| WHAT THE TASK ASKS |
Search the data for the string "InvalidData" and copy each line in which it appears.

-------- RECORDS SUPPLIED --------

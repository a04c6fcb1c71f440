// SPDX-License-Identifier: BUSL-1.1
// Copyright (c) 2026 Alfred Jean LLC

use super::*;
use crate::clock::FakeClock;

fn envelope() -> EnvelopeId {
    EnvelopeId::new("env-1")
}

fn acquire(holder: &str, token: &str, ttl: Duration) -> LockInput {
    LockInput::Acquire {
        holder: HolderId::new(holder),
        kind: LockKind::Edit,
        ttl,
        token: LockToken::new(token),
    }
}

fn granted(change: LockChange) -> EnvelopeLock {
    match change {
        LockChange::Granted { lock, .. } => lock,
        other => panic!("expected grant, got {:?}", other),
    }
}

#[test]
fn acquire_free_lock_succeeds() {
    let clock = FakeClock::new();
    let change = transition(
        &envelope(),
        None,
        acquire("user-1", "tok-1", Duration::from_secs(300)),
        &clock,
    )
    .unwrap();

    assert!(matches!(
        &change,
        LockChange::Granted { event: EventKind::LockAcquired { holder }, .. } if holder == "user-1"
    ));
    let lock = granted(change);
    assert!(lock.is_live(clock.now()));
    assert_eq!(lock.remaining_secs(clock.now()), 300);
}

#[test]
fn acquire_held_lock_by_other_holder_fails() {
    let clock = FakeClock::new();
    let lock = granted(
        transition(&envelope(), None, acquire("user-1", "tok-1", Duration::from_secs(60)), &clock)
            .unwrap(),
    );

    let err = transition(
        &envelope(),
        Some(&lock),
        acquire("user-2", "tok-2", Duration::from_secs(60)),
        &clock,
    )
    .unwrap_err();
    assert!(matches!(
        err,
        WorkflowError::AlreadyLocked { ref holder, .. } if holder == "user-1"
    ));
}

#[test]
fn same_holder_reacquire_gets_fresh_token() {
    let clock = FakeClock::new();
    let lock = granted(
        transition(&envelope(), None, acquire("user-1", "tok-1", Duration::from_secs(60)), &clock)
            .unwrap(),
    );
    let again = granted(
        transition(
            &envelope(),
            Some(&lock),
            acquire("user-1", "tok-2", Duration::from_secs(60)),
            &clock,
        )
        .unwrap(),
    );
    assert_eq!(again.token, LockToken::new("tok-2"));
}

#[test]
fn release_with_token_clears_lock() {
    let clock = FakeClock::new();
    let lock = granted(
        transition(&envelope(), None, acquire("user-1", "tok-1", Duration::from_secs(60)), &clock)
            .unwrap(),
    );
    let change = transition(
        &envelope(),
        Some(&lock),
        LockInput::Release {
            token: LockToken::new("tok-1"),
        },
        &clock,
    )
    .unwrap();
    assert!(matches!(
        change,
        LockChange::Cleared {
            event: Some(EventKind::LockReleased { .. })
        }
    ));
}

#[test]
fn release_with_wrong_token_fails() {
    let clock = FakeClock::new();
    let lock = granted(
        transition(&envelope(), None, acquire("user-1", "tok-1", Duration::from_secs(60)), &clock)
            .unwrap(),
    );
    let err = transition(
        &envelope(),
        Some(&lock),
        LockInput::Release {
            token: LockToken::new("tok-old"),
        },
        &clock,
    )
    .unwrap_err();
    assert!(matches!(err, WorkflowError::TokenMismatch { .. }));
}

#[test]
fn release_of_absent_or_expired_lock_is_noop() {
    let clock = FakeClock::new();
    let release = || LockInput::Release {
        token: LockToken::new("tok-1"),
    };
    assert_eq!(
        transition(&envelope(), None, release(), &clock).unwrap(),
        LockChange::Cleared { event: None }
    );

    let lock = granted(
        transition(&envelope(), None, acquire("user-1", "tok-1", Duration::from_secs(10)), &clock)
            .unwrap(),
    );
    clock.advance(Duration::from_secs(11));
    assert_eq!(
        transition(&envelope(), Some(&lock), release(), &clock).unwrap(),
        LockChange::Cleared { event: None }
    );
}

#[test]
fn zero_ttl_lock_is_immediately_absent() {
    let clock = FakeClock::new();
    let lock = granted(
        transition(&envelope(), None, acquire("user-1", "tok-1", Duration::ZERO), &clock).unwrap(),
    );
    assert!(!lock.is_live(clock.now()));

    let change = transition(
        &envelope(),
        Some(&lock),
        acquire("user-2", "tok-2", Duration::from_secs(60)),
        &clock,
    )
    .unwrap();
    assert!(matches!(
        change,
        LockChange::Granted { event: EventKind::LockReclaimed { ref previous_holder, .. }, .. }
        if previous_holder == "user-1"
    ));
}

#[test]
fn stale_holder_cannot_release_new_holders_lock() {
    let clock = FakeClock::new();
    let old = granted(
        transition(&envelope(), None, acquire("user-1", "tok-1", Duration::from_secs(10)), &clock)
            .unwrap(),
    );
    clock.advance(Duration::from_secs(20));
    let new = granted(
        transition(
            &envelope(),
            Some(&old),
            acquire("user-2", "tok-2", Duration::from_secs(60)),
            &clock,
        )
        .unwrap(),
    );

    let err = transition(
        &envelope(),
        Some(&new),
        LockInput::Release {
            token: LockToken::new("tok-1"),
        },
        &clock,
    )
    .unwrap_err();
    assert!(matches!(err, WorkflowError::TokenMismatch { .. }));
}

#[test]
fn renew_extends_live_lock() {
    let clock = FakeClock::new();
    let lock = granted(
        transition(&envelope(), None, acquire("user-1", "tok-1", Duration::from_secs(60)), &clock)
            .unwrap(),
    );
    clock.advance(Duration::from_secs(50));
    let renewed = granted(
        transition(
            &envelope(),
            Some(&lock),
            LockInput::Renew {
                token: LockToken::new("tok-1"),
                ttl: Duration::from_secs(60),
            },
            &clock,
        )
        .unwrap(),
    );
    assert_eq!(renewed.remaining_secs(clock.now()), 60);
    assert_eq!(renewed.acquired_at, lock.acquired_at);
}

#[test]
fn renew_of_expired_lock_fails() {
    let clock = FakeClock::new();
    let lock = granted(
        transition(&envelope(), None, acquire("user-1", "tok-1", Duration::from_secs(60)), &clock)
            .unwrap(),
    );
    clock.advance(Duration::from_secs(61));
    let err = transition(
        &envelope(),
        Some(&lock),
        LockInput::Renew {
            token: LockToken::new("tok-1"),
            ttl: Duration::from_secs(60),
        },
        &clock,
    )
    .unwrap_err();
    assert!(matches!(err, WorkflowError::LockExpired { .. }));
}

#[test]
fn verify_distinguishes_mismatch_from_expiry() {
    let clock = FakeClock::new();
    let lock = granted(
        transition(&envelope(), None, acquire("user-1", "tok-1", Duration::from_secs(60)), &clock)
            .unwrap(),
    );
    let now = clock.now();
    assert!(verify(&envelope(), Some(&lock), &LockToken::new("tok-1"), now).is_ok());
    assert!(matches!(
        verify(&envelope(), Some(&lock), &LockToken::new("x"), now),
        Err(WorkflowError::TokenMismatch { .. })
    ));
    let later = now + chrono::Duration::seconds(60);
    assert!(matches!(
        verify(&envelope(), Some(&lock), &LockToken::new("tok-1"), later),
        Err(WorkflowError::LockExpired { .. })
    ));
}

#[test]
fn liveness_boundary_is_exclusive() {
    let clock = FakeClock::new();
    let now = clock.now();
    assert!(!lease_is_live(now, now));
    assert!(lease_is_live(now + chrono::Duration::milliseconds(1), now));
}
// SPDX-License-Identifier: BUSL-1.1
// Copyright (c) 2026 Alfred Jean LLC

//! Outbound webhook adapters

mod http;
mod noop;

pub use http::HttpWebhookAdapter;
pub use noop::NoOpWebhookAdapter;

// Test support - only compiled for tests or when explicitly requested
#[cfg(any(test, feature = "test-support"))]
mod fake;
#[cfg(any(test, feature = "test-support"))]
pub use fake::{FakeWebhookAdapter, WebhookCall};

use async_trait::async_trait;
use seal_core::delivery::{sign_body, DeliveryPayload};
use thiserror::Error;

/// Errors from webhook delivery
#[derive(Debug, Clone, PartialEq, Eq, Error)]
pub enum WebhookError {
    #[error("endpoint returned HTTP {status}")]
    Rejected { status: u16 },
    #[error("transport error: {0}")]
    Transport(String),
    #[error("delivery timed out")]
    Timeout,
}

impl WebhookError {
    /// HTTP status, when the endpoint answered at all
    pub fn status(&self) -> Option<u16> {
        match self {
            WebhookError::Rejected { status } => Some(*status),
            _ => None,
        }
    }
}

/// A signed POST ready to send
#[derive(Debug, Clone, PartialEq, Eq)]
pub struct WebhookRequest {
    pub url: String,
    pub body: Vec<u8>,
    pub headers: Vec<(String, String)>,
}

impl WebhookRequest {
    pub fn new(url: impl Into<String>, body: Vec<u8>) -> Self {
        Self {
            url: url.into(),
            body,
            headers: vec![("Content-Type".to_string(), "application/json".to_string())],
        }
    }

    /// JSON body for the payload, signed when the endpoint has a secret
    pub fn for_payload(
        url: impl Into<String>,
        payload: &DeliveryPayload,
        secret: Option<&str>,
        signature_header: &str,
    ) -> Result<Self, serde_json::Error> {
        let body = payload.body()?;
        let signature = secret.and_then(|secret| sign_body(secret, &body));
        let request = Self::new(url, body);
        Ok(match signature {
            Some(signature) => request.with_header(signature_header, signature),
            None => request,
        })
    }

    pub fn with_header(mut self, name: impl Into<String>, value: impl Into<String>) -> Self {
        self.headers.push((name.into(), value.into()));
        self
    }

    pub fn header(&self, name: &str) -> Option<&str> {
        self.headers
            .iter()
            .find(|(n, _)| n.eq_ignore_ascii_case(name))
            .map(|(_, v)| v.as_str())
    }
}

/// Successful (2xx) response
#[derive(Debug, Clone, Copy, PartialEq, Eq)]
pub struct WebhookResponse {
    pub status: u16,
}

/// Adapter for delivering notification payloads to external endpoints
#[async_trait]
pub trait WebhookAdapter: Clone + Send + Sync + 'static {
    /// POST the request; non-2xx answers are errors
    async fn post(&self, request: &WebhookRequest) -> Result<WebhookResponse, WebhookError>;
}
// SPDX-License-Identifier: BUSL-1.1
// Copyright (c) 2026 Alfred Jean LLC

//! Append-only JSONL audit log

use seal_core::AuditEntry;
use std::fs::{File, OpenOptions};
use std::io::{self, BufRead, BufReader, Write};
use std::path::{Path, PathBuf};

/// Audit trail file; one JSON entry per line
pub struct AuditLog {
    path: PathBuf,
    sequence: u64,
}

impl AuditLog {
    /// Open or create an audit log, continuing its sequence
    pub fn open(path: PathBuf) -> io::Result<Self> {
        let sequence = if path.exists() {
            let file = File::open(&path)?;
            BufReader::new(file)
                .lines()
                .map_while(Result::ok)
                .filter(|line| !line.trim().is_empty())
                .count() as u64
        } else {
            0
        };

        Ok(Self { path, sequence })
    }

    pub fn path(&self) -> &Path {
        &self.path
    }

    /// Append an entry, assigning the next sequence number
    pub fn append(&mut self, mut entry: AuditEntry) -> io::Result<AuditEntry> {
        entry.sequence = self.sequence + 1;

        let json = serde_json::to_string(&entry)
            .map_err(|e| io::Error::new(io::ErrorKind::InvalidData, e))?;
        let mut file = OpenOptions::new()
            .create(true)
            .append(true)
            .open(&self.path)?;
        writeln!(file, "{}", json)?;

        self.sequence = entry.sequence;
        Ok(entry)
    }

    pub fn read_all(&self) -> io::Result<Vec<AuditEntry>> {
        if !self.path.exists() {
            return Ok(vec![]);
        }

        let file = File::open(&self.path)?;
        let mut entries = Vec::new();
        for line in BufReader::new(file).lines() {
            let line = line?;
            if line.trim().is_empty() {
                continue;
            }
            let entry: AuditEntry = serde_json::from_str(&line)
                .map_err(|e| io::Error::new(io::ErrorKind::InvalidData, e))?;
            entries.push(entry);
        }
        Ok(entries)
    }

    /// Entries after a sequence number
    pub fn after(&self, sequence: u64) -> io::Result<Vec<AuditEntry>> {
        Ok(self
            .read_all()?
            .into_iter()
            .filter(|e| e.sequence > sequence)
            .collect())
    }

    pub fn current_sequence(&self) -> u64 {
        self.sequence
    }
}

#[cfg(test)]
#[path = "audit_log_tests.rs"]
mod tests;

--------

| PROBLEM SOLUTION |
            .map_err(|e| io::Error::new(io::ErrorKind::InvalidData, e))?;
                .map_err(|e| io::Error::new(io::ErrorKind::InvalidData, e))?;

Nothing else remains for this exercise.